# Arthritis caused or exacerbated by goat milk?



## Sherrynboo (Mar 19, 2005)

Has anyone had a problem with this?? I first noticed it in one of my dogs. I was feeding the extra goat milk to the dogs in their food everyday and after a couple of weeks the older dog could barely walk from pain in his rear hip. Then I noticed that I was developing some pain in my thumb joints when I drank too much milk. I quit giving it to the dogs entirely and now the boy doesn't even limp! Now my husband is complaining about his shoulders hurting. I just don't know what to think! 

Sherry in GA


----------



## susanne (Nov 4, 2004)

i experience the opposite. since i drink raw goats milk, i have no swollen hands anymore and my shoulder pain is gone.


----------



## southerngurl (May 11, 2003)

Is it pastuerized or raw?


----------



## susieM (Apr 23, 2006)

Any kind of acid will make joints hurt, lactic acid included. 

I avoid milk, yoghurt, sourcream, apples, kiwis, tomatoes, coke, and orange juice.


----------



## Jillis (Sep 11, 2005)

No problems here! We all drink the raw milk and thrive on it!


----------



## steff bugielski (Nov 10, 2003)

many of my customers buy it for that reason. They claim it helps alot.


----------



## Sherrynboo (Mar 19, 2005)

We have been drinking raw goat milk since February. My husband never had any pain from drinking store bought milk. I just try to make sure I don't overdo it. I do drink a milk/yogurt smoothie every morning and usually have some in my cereal in the evening then whatever amount I use in my coffee. If I go much past that then the joints flair up it seems.

Sherry in GA


----------



## susanne (Nov 4, 2004)

i really doubt this is from the milk you drink.


----------



## Caprice Acres (Mar 6, 2005)

I really don't think it would be from the milk drinking, either. We started feeding the dogs the extra milk this year. Our old dog who is 14 has hip dysplasia, skin problems, and general arthritis. The milk helped soften his food and kept his weight up. We started the milk in March and we noticed a drastic improvement in his health. He was able to get around better and he had fewer days that he struggled to stand. I dried up my does and now he is struggling again.


----------



## susieM (Apr 23, 2006)

I KNOW it's from what I eat/drink. It took some time to figure out, but the aching joints that come at night and the reflections on what I ate during the day are proof to me.

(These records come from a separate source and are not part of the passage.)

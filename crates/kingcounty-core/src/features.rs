use polars::prelude::*;
use tracing::warn;

use crate::error::Result;
use crate::geo;
use crate::pipeline::TableStep;
use crate::schema::float_column;

pub const NON_PREDICTIVE_COLUMNS: [&str; 5] =
    ["sqft_price", "date", "delta_lat", "delta_long", "bath_bed_ratio"];

/// A zero denominator yields a non-finite price; it is kept, not rejected.
pub fn create_sqft_price(df: &DataFrame) -> Result<DataFrame> {
    let price = float_column(df, "price")?;
    let living = float_column(df, "sqft_living")?;
    let lot = float_column(df, "sqft_lot")?;

    let mut non_finite = 0usize;
    let sqft_price: Vec<Option<f64>> = price
        .into_iter()
        .zip(living.into_iter())
        .zip(lot.into_iter())
        .map(|((price, living), lot)| {
            let value = round_to_cents(price? / (living? + lot?));
            if !value.is_finite() {
                non_finite += 1;
            }
            Some(value)
        })
        .collect();

    if non_finite > 0 {
        warn!(rows = non_finite, "sqft_price is not finite for some rows");
    }

    let mut output = df.clone();
    output.with_column(Series::new("sqft_price".into(), sqft_price))?;
    Ok(output)
}

fn round_to_cents(value: f64) -> f64 {
    (value * 100.0).round_ties_even() / 100.0
}

pub fn create_center_distance(df: &DataFrame) -> Result<DataFrame> {
    let lat = float_column(df, "lat")?;
    let long = float_column(df, "long")?;

    let len = df.height();
    let mut delta_lat = Vec::with_capacity(len);
    let mut delta_long = Vec::with_capacity(len);
    let mut center_distance = Vec::with_capacity(len);

    for (lat, long) in lat.into_iter().zip(long.into_iter()) {
        match (lat, long) {
            (Some(lat), Some(long)) => {
                let offset = geo::center_offsets(lat, long);
                delta_lat.push(Some(offset.delta_lat));
                delta_long.push(Some(offset.delta_long));
                center_distance.push(Some(offset.distance_km));
            }
            _ => {
                delta_lat.push(None);
                delta_long.push(None);
                center_distance.push(None);
            }
        }
    }

    let mut output = df.clone();
    output.hstack_mut(&mut [
        Series::new("delta_lat".into(), delta_lat).into(),
        Series::new("delta_long".into(), delta_long).into(),
        Series::new("center_distance".into(), center_distance).into(),
    ])?;
    Ok(output)
}

/// Adds `water_distance`: km to the nearest row flagged `waterfront == 1`,
/// which is zero for waterfront rows themselves.
pub fn create_water_distance(df: &DataFrame) -> Result<DataFrame> {
    let lat = float_column(df, "lat")?;
    let long = float_column(df, "long")?;
    let waterfront = float_column(df, "waterfront")?;

    let water_points: Vec<(f64, f64)> = waterfront
        .into_iter()
        .zip(long.into_iter().zip(lat.into_iter()))
        .filter_map(|(flag, (long, lat))| match (flag, long, lat) {
            (Some(flag), Some(long), Some(lat)) if flag == 1.0 => Some((long, lat)),
            _ => None,
        })
        .collect();

    if water_points.is_empty() && df.height() > 0 {
        warn!("no waterfront rows present; water_distance left empty");
    }

    let water_distance: Vec<Option<f64>> = long
        .into_iter()
        .zip(lat.into_iter())
        .map(|(long, lat)| geo::nearest_distance_km(long?, lat?, &water_points))
        .collect();

    let mut output = df.clone();
    output.with_column(Series::new("water_distance".into(), water_distance))?;
    Ok(output)
}

pub fn drop_non_predictive(df: &DataFrame) -> Result<DataFrame> {
    let keep: Vec<PlSmallStr> = df
        .get_column_names()
        .into_iter()
        .filter(|name| !NON_PREDICTIVE_COLUMNS.contains(&name.as_str()))
        .cloned()
        .collect();
    Ok(df.select(keep)?)
}

pub struct SqftPriceCreator;

impl TableStep for SqftPriceCreator {
    fn name(&self) -> &'static str {
        "sqft_price"
    }

    fn description(&self) -> &'static str {
        "Price per square foot of living area plus lot"
    }

    fn apply(&self, df: &DataFrame) -> Result<DataFrame> {
        create_sqft_price(df)
    }
}

pub struct CenterDistanceCreator;

impl TableStep for CenterDistanceCreator {
    fn name(&self) -> &'static str {
        "center_distance"
    }

    fn description(&self) -> &'static str {
        "Distance in km to the King County reference point"
    }

    fn apply(&self, df: &DataFrame) -> Result<DataFrame> {
        create_center_distance(df)
    }
}

pub struct WaterDistanceCreator;

impl TableStep for WaterDistanceCreator {
    fn name(&self) -> &'static str {
        "water_distance"
    }

    fn description(&self) -> &'static str {
        "Distance in km to the nearest waterfront property"
    }

    fn apply(&self, df: &DataFrame) -> Result<DataFrame> {
        create_water_distance(df)
    }
}

pub struct DropNonPredictive;

impl TableStep for DropNonPredictive {
    fn name(&self) -> &'static str {
        "no_pred_values"
    }

    fn description(&self) -> &'static str {
        "Drop sqft_price, date, delta_lat, delta_long and bath_bed_ratio"
    }

    fn apply(&self, df: &DataFrame) -> Result<DataFrame> {
        drop_non_predictive(df)
    }
}
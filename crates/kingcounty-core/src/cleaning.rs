use polars::prelude::*;
use tracing::debug;

use crate::error::Result;
use crate::pipeline::TableStep;
use crate::schema::{float_column, require_column};

pub const MIN_BATH_BED_RATIO: f64 = 0.10;
pub const MAX_BATH_BED_RATIO: f64 = 2.0;

/// Undefined ratios (null counts, zero bedrooms) are outliers and dropped.
pub fn filter_bath_bed_ratio(df: &DataFrame) -> Result<DataFrame> {
    let bathrooms = float_column(df, "bathrooms")?;
    let bedrooms = float_column(df, "bedrooms")?;

    let mut ratios = Vec::with_capacity(df.height());
    let mut keep = Vec::with_capacity(df.height());
    for (baths, beds) in bathrooms.into_iter().zip(bedrooms.into_iter()) {
        let ratio = match (baths, beds) {
            (Some(baths), Some(beds)) => Some(baths / beds),
            _ => None,
        };
        keep.push(ratio.is_some_and(is_plausible_ratio));
        ratios.push(ratio);
    }

    let mut output = df.clone();
    output.with_column(Series::new("bath_bed_ratio".into(), ratios))?;

    let mask = BooleanChunked::new("keep".into(), keep.as_slice());
    let filtered = output.filter(&mask)?;

    debug!(
        kept = filtered.height(),
        dropped = df.height() - filtered.height(),
        "bath/bed ratio outlier filter applied"
    );

    Ok(filtered)
}

fn is_plausible_ratio(ratio: f64) -> bool {
    // NaN fails both comparisons, infinities fail the upper one.
    ratio > MIN_BATH_BED_RATIO && ratio < MAX_BATH_BED_RATIO
}

pub fn normalize_basement(df: &DataFrame) -> Result<DataFrame> {
    let living = float_column(df, "sqft_living")?;
    let above = float_column(df, "sqft_above")?;

    let basement: Vec<Option<f64>> = living
        .into_iter()
        .zip(above.into_iter())
        .map(|(living, above)| Some(living? - above?))
        .collect();

    let mut output = df.clone();
    output.with_column(Series::new("sqft_basement".into(), basement))?;
    Ok(output)
}

pub fn fill_view_waterfront(df: &DataFrame) -> Result<DataFrame> {
    let mut output = df.clone();
    for name in ["view", "waterfront"] {
        let filled = fill_missing_with_zero(df, name)?;
        output.with_column(filled)?;
    }
    Ok(output)
}

fn fill_missing_with_zero(df: &DataFrame, name: &str) -> Result<Series> {
    let dtype = match require_column(df, name)?.dtype() {
        DataType::Null => DataType::Float64,
        other => other.clone(),
    };

    let filled: Float64Chunked = float_column(df, name)?
        .into_iter()
        .map(|value| Some(value.filter(|v| !v.is_nan()).unwrap_or(0.0)))
        .collect();

    Ok(filled.with_name(name.into()).into_series().cast(&dtype)?)
}

pub fn consolidate_last_change(df: &DataFrame) -> Result<DataFrame> {
    let renovated = float_column(df, "yr_renovated")?;
    let built = float_column(df, "yr_built")?;

    let last_change: Vec<Option<i64>> = renovated
        .into_iter()
        .zip(built.into_iter())
        .map(|(renovated, built)| match renovated {
            Some(year) if !year.is_nan() && year != 0.0 => Some(year.trunc() as i64),
            _ => built.map(|year| year as i64),
        })
        .collect();

    let mut output = df.clone();
    output.with_column(Series::new("last_known_change".into(), last_change))?;
    output.drop_in_place("yr_renovated")?;
    output.drop_in_place("yr_built")?;
    Ok(output)
}

pub struct BathBedRatioFilter;

impl TableStep for BathBedRatioFilter {
    fn name(&self) -> &'static str {
        "bathroom_bedroom_ratio"
    }

    fn description(&self) -> &'static str {
        "Drop rows whose bathrooms/bedrooms ratio falls outside (0.10, 2.0)"
    }

    fn apply(&self, df: &DataFrame) -> Result<DataFrame> {
        filter_bath_bed_ratio(df)
    }
}

pub struct BasementNormalizer;

impl TableStep for BasementNormalizer {
    fn name(&self) -> &'static str {
        "sqft_basement"
    }

    fn description(&self) -> &'static str {
        "Recompute sqft_basement as sqft_living - sqft_above"
    }

    fn apply(&self, df: &DataFrame) -> Result<DataFrame> {
        normalize_basement(df)
    }
}

pub struct ViewWaterfrontFiller;

impl TableStep for ViewWaterfrontFiller {
    fn name(&self) -> &'static str {
        "view_and_waterfront"
    }

    fn description(&self) -> &'static str {
        "Fill missing view and waterfront values with 0"
    }

    fn apply(&self, df: &DataFrame) -> Result<DataFrame> {
        fill_view_waterfront(df)
    }
}

pub struct LastKnownChange;

impl TableStep for LastKnownChange {
    fn name(&self) -> &'static str {
        "last_known_change"
    }

    fn description(&self) -> &'static str {
        "Replace yr_built/yr_renovated with last_known_change"
    }

    fn apply(&self, df: &DataFrame) -> Result<DataFrame> {
        consolidate_last_change(df)
    }
}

My doctor agrees that jointpain is from what you eat, but he thinks it's protien, not acid.

He does say, however, that one cannot continue eating 'just til it hurts', because eventually the linings around the joints will be damaged irreparably.


----------



## prairiedog (Jan 18, 2007)

When I started drinking goat milk last year I noticed a great improvemnt in my arthrits and acid reflux


----------



## Mrs. Jo (Jun 5, 2007)

westonaprice foundation has some information on what they call "factor X" which is a an enzyme that helps with arthritis found only in raw milk. You might find that interesting.


----------



## Allan Mistler (Jun 1, 2004)

I don't know what to make of the effect you're experiencing from goat milk... I'm a very big milk drinker, perhaps 48 oz/day. I have however experienced and self diagnosed the onset of severe knee and back pain (I weigh in at about 245 lbs at 6' 3") lasting several days if I return to my old habit of drinking copious amounts of coffee.
I drank typically 20 cups of black coffee daily until last fall when I began experiencing heartburn. I dropped the coffee totally to avoid heartburn and within a week all the back pains and aching knee symptoms disappeared! I had become so used to the pain since I had knee surgery after Desert Storm (I used to be an avid runner) and suffer from cracked vertibrae etc. 
Anyway, I tested my theory several times over the past year and attest to its conclusion. I can tolerate a cup a day now without the pain returning and I'm convinced that the acid from it is what causes the arthritic pain.


----------



## Vicki McGaugh TX Nubians (May 6, 2002)

I am also not a milk drinker. It makes my asthma worse with mucous, and gives me aches and pains. I have been playing with differing ideas for keeping my kefir going, coconut milk right now, but the 1/4 cup of GM each day for my kefir smoothy will come back if the coconut milk doesn't work. I have never had a likeing for milk, although I will eat my cheese now and then, so really tried to pay attention to my childrens likes and dislikes in their food choices as kids (not scewed with sugars). In your case milk simply isn't for you. If this is just happening only with milk from your farm I would maybe looking into my goats nutrition and their milk period. If you can purchse milk from someone else and reproduce the problems in yourself and your dogs, than perhaps it's something with a common thread being your water.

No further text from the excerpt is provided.